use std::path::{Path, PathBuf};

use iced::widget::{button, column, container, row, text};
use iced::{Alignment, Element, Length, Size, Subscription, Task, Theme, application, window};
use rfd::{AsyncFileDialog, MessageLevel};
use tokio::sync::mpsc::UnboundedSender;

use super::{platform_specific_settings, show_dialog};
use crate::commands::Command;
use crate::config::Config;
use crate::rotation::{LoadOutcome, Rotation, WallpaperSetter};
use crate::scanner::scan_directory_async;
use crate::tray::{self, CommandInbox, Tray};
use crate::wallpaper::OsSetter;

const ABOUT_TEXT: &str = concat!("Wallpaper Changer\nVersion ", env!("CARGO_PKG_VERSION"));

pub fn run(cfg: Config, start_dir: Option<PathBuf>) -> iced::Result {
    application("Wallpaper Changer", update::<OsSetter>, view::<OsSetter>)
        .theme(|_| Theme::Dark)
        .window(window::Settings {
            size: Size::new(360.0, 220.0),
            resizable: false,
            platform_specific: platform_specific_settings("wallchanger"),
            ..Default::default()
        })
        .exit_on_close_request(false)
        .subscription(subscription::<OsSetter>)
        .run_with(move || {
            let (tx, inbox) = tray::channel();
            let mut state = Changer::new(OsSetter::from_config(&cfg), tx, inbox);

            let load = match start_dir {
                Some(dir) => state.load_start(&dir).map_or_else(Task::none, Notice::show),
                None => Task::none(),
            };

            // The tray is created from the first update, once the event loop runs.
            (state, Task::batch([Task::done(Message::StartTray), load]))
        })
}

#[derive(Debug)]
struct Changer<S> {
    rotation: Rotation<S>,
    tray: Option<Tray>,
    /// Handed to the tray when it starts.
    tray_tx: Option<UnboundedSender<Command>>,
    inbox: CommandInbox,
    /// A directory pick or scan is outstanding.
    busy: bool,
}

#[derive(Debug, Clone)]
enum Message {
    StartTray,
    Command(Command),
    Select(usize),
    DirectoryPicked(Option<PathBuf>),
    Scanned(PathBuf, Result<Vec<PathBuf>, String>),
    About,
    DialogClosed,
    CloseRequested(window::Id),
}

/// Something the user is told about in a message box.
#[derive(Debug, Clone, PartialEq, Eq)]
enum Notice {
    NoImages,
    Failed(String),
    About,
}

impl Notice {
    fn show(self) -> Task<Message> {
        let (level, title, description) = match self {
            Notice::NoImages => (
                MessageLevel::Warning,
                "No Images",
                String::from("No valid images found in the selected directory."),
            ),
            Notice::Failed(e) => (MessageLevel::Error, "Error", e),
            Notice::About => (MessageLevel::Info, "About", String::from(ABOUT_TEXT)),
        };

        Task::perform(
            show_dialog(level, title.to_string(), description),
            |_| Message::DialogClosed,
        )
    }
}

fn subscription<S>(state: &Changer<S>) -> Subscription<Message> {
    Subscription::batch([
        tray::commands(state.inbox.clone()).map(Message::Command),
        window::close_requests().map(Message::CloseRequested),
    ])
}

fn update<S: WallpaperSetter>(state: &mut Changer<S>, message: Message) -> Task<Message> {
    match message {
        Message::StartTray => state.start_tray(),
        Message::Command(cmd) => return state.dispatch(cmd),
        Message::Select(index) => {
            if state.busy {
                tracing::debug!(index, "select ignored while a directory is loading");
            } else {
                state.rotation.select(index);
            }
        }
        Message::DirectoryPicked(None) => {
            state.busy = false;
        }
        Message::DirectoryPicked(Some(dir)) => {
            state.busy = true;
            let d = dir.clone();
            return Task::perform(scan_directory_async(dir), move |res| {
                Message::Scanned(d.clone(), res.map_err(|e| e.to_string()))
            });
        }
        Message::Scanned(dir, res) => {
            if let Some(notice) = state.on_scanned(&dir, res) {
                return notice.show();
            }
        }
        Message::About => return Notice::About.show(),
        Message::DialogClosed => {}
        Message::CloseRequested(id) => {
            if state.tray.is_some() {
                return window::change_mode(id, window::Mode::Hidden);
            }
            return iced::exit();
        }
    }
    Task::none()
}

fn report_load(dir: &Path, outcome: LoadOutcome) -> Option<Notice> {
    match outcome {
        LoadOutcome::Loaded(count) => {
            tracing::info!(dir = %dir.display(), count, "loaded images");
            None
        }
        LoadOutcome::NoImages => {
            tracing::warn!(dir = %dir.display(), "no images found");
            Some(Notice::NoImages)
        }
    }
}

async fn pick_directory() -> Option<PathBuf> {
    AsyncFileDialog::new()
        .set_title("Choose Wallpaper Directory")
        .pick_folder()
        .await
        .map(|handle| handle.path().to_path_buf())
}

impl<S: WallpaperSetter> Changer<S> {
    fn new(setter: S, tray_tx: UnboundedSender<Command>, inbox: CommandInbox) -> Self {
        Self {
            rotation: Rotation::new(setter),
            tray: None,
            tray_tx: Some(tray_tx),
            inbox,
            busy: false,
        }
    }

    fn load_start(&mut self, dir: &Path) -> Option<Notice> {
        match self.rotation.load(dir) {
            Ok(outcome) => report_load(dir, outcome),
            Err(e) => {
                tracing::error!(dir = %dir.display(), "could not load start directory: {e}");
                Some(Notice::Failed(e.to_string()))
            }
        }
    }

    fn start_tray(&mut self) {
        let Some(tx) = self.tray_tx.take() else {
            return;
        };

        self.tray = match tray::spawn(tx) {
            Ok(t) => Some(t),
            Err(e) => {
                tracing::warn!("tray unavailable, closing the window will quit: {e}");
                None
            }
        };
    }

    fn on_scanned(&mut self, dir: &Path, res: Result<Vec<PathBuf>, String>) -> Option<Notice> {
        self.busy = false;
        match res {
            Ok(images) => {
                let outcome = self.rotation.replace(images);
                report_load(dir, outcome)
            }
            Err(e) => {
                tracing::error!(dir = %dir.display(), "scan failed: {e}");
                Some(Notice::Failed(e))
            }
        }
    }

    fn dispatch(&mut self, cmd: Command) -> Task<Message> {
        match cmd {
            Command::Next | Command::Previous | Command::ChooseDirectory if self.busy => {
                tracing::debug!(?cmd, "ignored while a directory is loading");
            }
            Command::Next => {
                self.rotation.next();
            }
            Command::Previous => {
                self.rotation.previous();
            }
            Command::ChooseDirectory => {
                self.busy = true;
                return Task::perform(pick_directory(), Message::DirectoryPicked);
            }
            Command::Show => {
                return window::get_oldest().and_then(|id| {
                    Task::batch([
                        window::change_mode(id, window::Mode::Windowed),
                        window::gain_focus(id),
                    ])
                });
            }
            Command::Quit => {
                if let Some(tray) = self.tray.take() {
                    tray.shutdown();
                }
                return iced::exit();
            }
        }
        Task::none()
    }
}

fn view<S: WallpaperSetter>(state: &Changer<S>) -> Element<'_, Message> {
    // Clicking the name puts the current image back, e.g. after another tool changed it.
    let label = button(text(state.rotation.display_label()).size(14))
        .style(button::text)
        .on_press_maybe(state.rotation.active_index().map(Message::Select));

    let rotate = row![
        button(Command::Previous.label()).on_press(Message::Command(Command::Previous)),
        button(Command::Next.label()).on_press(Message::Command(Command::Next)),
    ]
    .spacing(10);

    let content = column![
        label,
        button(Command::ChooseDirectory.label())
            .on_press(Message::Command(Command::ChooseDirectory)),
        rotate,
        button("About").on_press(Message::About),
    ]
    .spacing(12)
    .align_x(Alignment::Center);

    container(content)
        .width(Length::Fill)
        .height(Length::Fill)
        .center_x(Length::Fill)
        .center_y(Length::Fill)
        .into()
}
===============
Please return all of the entries exactly as they were given.

• **Reply to the exercise**:
use std::path::{Path, PathBuf};

use iced::widget::{button, column, container, row, text};
use iced::{Alignment, Element, Length, Size, Subscription, Task, Theme, application, window};
use rfd::{AsyncFileDialog, MessageLevel};
use tokio::sync::mpsc::UnboundedSender;

use super::{platform_specific_settings, show_dialog};
use crate::commands::Command;
use crate::config::Config;
use crate::rotation::{LoadOutcome, Rotation, WallpaperSetter};
use crate::scanner::scan_directory_async;
use crate::tray::{self, CommandInbox, Tray};
use crate::wallpaper::OsSetter;

const ABOUT_TEXT: &str = concat!("Wallpaper Changer\nVersion ", env!("CARGO_PKG_VERSION"));

pub fn run(cfg: Config, start_dir: Option<PathBuf>) -> iced::Result {
    application("Wallpaper Changer", update::<OsSetter>, view::<OsSetter>)
        .theme(|_| Theme::Dark)
        .window(window::Settings {
            size: Size::new(360.0, 220.0),
            resizable: false,
            platform_specific: platform_specific_settings("wallchanger"),
            ..Default::default()
        })
        .exit_on_close_request(false)
        .subscription(subscription::<OsSetter>)
        .run_with(move || {
            let (tx, inbox) = tray::channel();
            let mut state = Changer::new(OsSetter::from_config(&cfg), tx, inbox);

            let load = match start_dir {
                Some(dir) => state.load_start(&dir).map_or_else(Task::none, Notice::show),
                None => Task::none(),
            };

            // The tray is created from the first update, once the event loop runs.
            (state, Task::batch([Task::done(Message::StartTray), load]))
        })
}

#[derive(Debug)]
struct Changer<S> {
    rotation: Rotation<S>,
    tray: Option<Tray>,
    /// Handed to the tray when it starts.
    tray_tx: Option<UnboundedSender<Command>>,
    inbox: CommandInbox,
    /// A directory pick or scan is outstanding.
    busy: bool,
}

#[derive(Debug, Clone)]
enum Message {
    StartTray,
    Command(Command),
    Select(usize),
    DirectoryPicked(Option<PathBuf>),
    Scanned(PathBuf, Result<Vec<PathBuf>, String>),
    About,
    DialogClosed,
    CloseRequested(window::Id),
}

/// Something the user is told about in a message box.
#[derive(Debug, Clone, PartialEq, Eq)]
enum Notice {
    NoImages,
    Failed(String),
    About,
}

impl Notice {
    fn show(self) -> Task<Message> {
        let (level, title, description) = match self {
            Notice::NoImages => (
                MessageLevel::Warning,
                "No Images",
                String::from("No valid images found in the selected directory."),
            ),
            Notice::Failed(e) => (MessageLevel::Error, "Error", e),
            Notice::About => (MessageLevel::Info, "About", String::from(ABOUT_TEXT)),
        };

        Task::perform(
            show_dialog(level, title.to_string(), description),
            |_| Message::DialogClosed,
        )
    }
}

fn subscription<S>(state: &Changer<S>) -> Subscription<Message> {
    Subscription::batch([
        tray::commands(state.inbox.clone()).map(Message::Command),
        window::close_requests().map(Message::CloseRequested),
    ])
}

fn update<S: WallpaperSetter>(state: &mut Changer<S>, message: Message) -> Task<Message> {
    match message {
        Message::StartTray => state.start_tray(),
        Message::Command(cmd) => return state.dispatch(cmd),
        Message::Select(index) => {
            if state.busy {
                tracing::debug!(index, "select ignored while a directory is loading");
            } else {
                state.rotation.select(index);
            }
        }
        Message::DirectoryPicked(None) => {
            state.busy = false;
        }
        Message::DirectoryPicked(Some(dir)) => {
            state.busy = true;
            let d = dir.clone();
            return Task::perform(scan_directory_async(dir), move |res| {
                Message::Scanned(d.clone(), res.map_err(|e| e.to_string()))
            });
        }
        Message::Scanned(dir, res) => {
            if let Some(notice) = state.on_scanned(&dir, res) {
                return notice.show();
            }
        }
        Message::About => return Notice::About.show(),
        Message::DialogClosed => {}
        Message::CloseRequested(id) => {
            if state.tray.is_some() {
                return window::change_mode(id, window::Mode::Hidden);
            }
            return iced::exit();
        }
    }
    Task::none()
}

fn report_load(dir: &Path, outcome: LoadOutcome) -> Option<Notice> {
    match outcome {
        LoadOutcome::Loaded(count) => {
            tracing::info!(dir = %dir.display(), count, "loaded images");
            None
        }
        LoadOutcome::NoImages => {
            tracing::warn!(dir = %dir.display(), "no images found");
            Some(Notice::NoImages)
        }
    }
}

async fn pick_directory() -> Option<PathBuf> {
    AsyncFileDialog::new()
        .set_title("Choose Wallpaper Directory")
        .pick_folder()
        .await
        .map(|handle| handle.path().to_path_buf())
}

impl<S: WallpaperSetter> Changer<S> {
    fn new(setter: S, tray_tx: UnboundedSender<Command>, inbox: CommandInbox) -> Self {
        Self {
            rotation: Rotation::new(setter),
            tray: None,
            tray_tx: Some(tray_tx),
            inbox,
            busy: false,
        }
    }

    fn load_start(&mut self, dir: &Path) -> Option<Notice> {
        match self.rotation.load(dir) {
            Ok(outcome) => report_load(dir, outcome),
            Err(e) => {
                tracing::error!(dir = %dir.display(), "could not load start directory: {e}");
                Some(Notice::Failed(e.to_string()))
            }
        }
    }

    fn start_tray(&mut self) {
        let Some(tx) = self.tray_tx.take() else {
            return;
        };

        self.tray = match tray::spawn(tx) {
            Ok(t) => Some(t),
            Err(e) => {
                tracing::warn!("tray unavailable, closing the window will quit: {e}");
                None
            }
        };
    }

    fn on_scanned(&mut self, dir: &Path, res: Result<Vec<PathBuf>, String>) -> Option<Notice> {
        self.busy = false;
        match res {
            Ok(images) => {
                let outcome = self.rotation.replace(images);
                report_load(dir, outcome)
            }
            Err(e) => {
                tracing::error!(dir = %dir.display(), "scan failed: {e}");
                Some(Notice::Failed(e))
            }
        }
    }

    fn dispatch(&mut self, cmd: Command) -> Task<Message> {
        match cmd {
            Command::Next | Command::Previous | Command::ChooseDirectory if self.busy => {
                tracing::debug!(?cmd, "ignored while a directory is loading");
            }
            Command::Next => {
                self.rotation.next();
            }
            Command::Previous => {
                self.rotation.previous();
            }
            Command::ChooseDirectory => {
                self.busy = true;
                return Task::perform(pick_directory(), Message::DirectoryPicked);
            }
            Command::Show => {
                return window::get_oldest().and_then(|id| {
                    Task::batch([
                        window::change_mode(id, window::Mode::Windowed),
                        window::gain_focus(id),
                    ])
                });
            }
            Command::Quit => {
                if let Some(tray) = self.tray.take() {
                    tray.shutdown();
                }
                return iced::exit();
            }
        }
        Task::none()
    }
}

fn view<S: WallpaperSetter>(state: &Changer<S>) -> Element<'_, Message> {
    // Clicking the name puts the current image back, e.g. after another tool changed it.
    let label = button(text(state.rotation.display_label()).size(14))
        .style(button::text)
        .on_press_maybe(state.rotation.active_index().map(Message::Select));

    let rotate = row![
        button(Command::Previous.label()).on_press(Message::Command(Command::Previous)),
        button(Command::Next.label()).on_press(Message::Command(Command::Next)),
    ]
    .spacing(10);

    let content = column![
        label,
        button(Command::ChooseDirectory.label())
            .on_press(Message::Command(Command::ChooseDirectory)),
        rotate,
        button("About").on_press(Message::About),
    ]
    .spacing(12)
    .align_x(Alignment::Center);

    container(content)
        .width(Length::Fill)
        .height(Length::Fill)
        .center_x(Length::Fill)
        .center_y(Length::Fill)
        .into()
}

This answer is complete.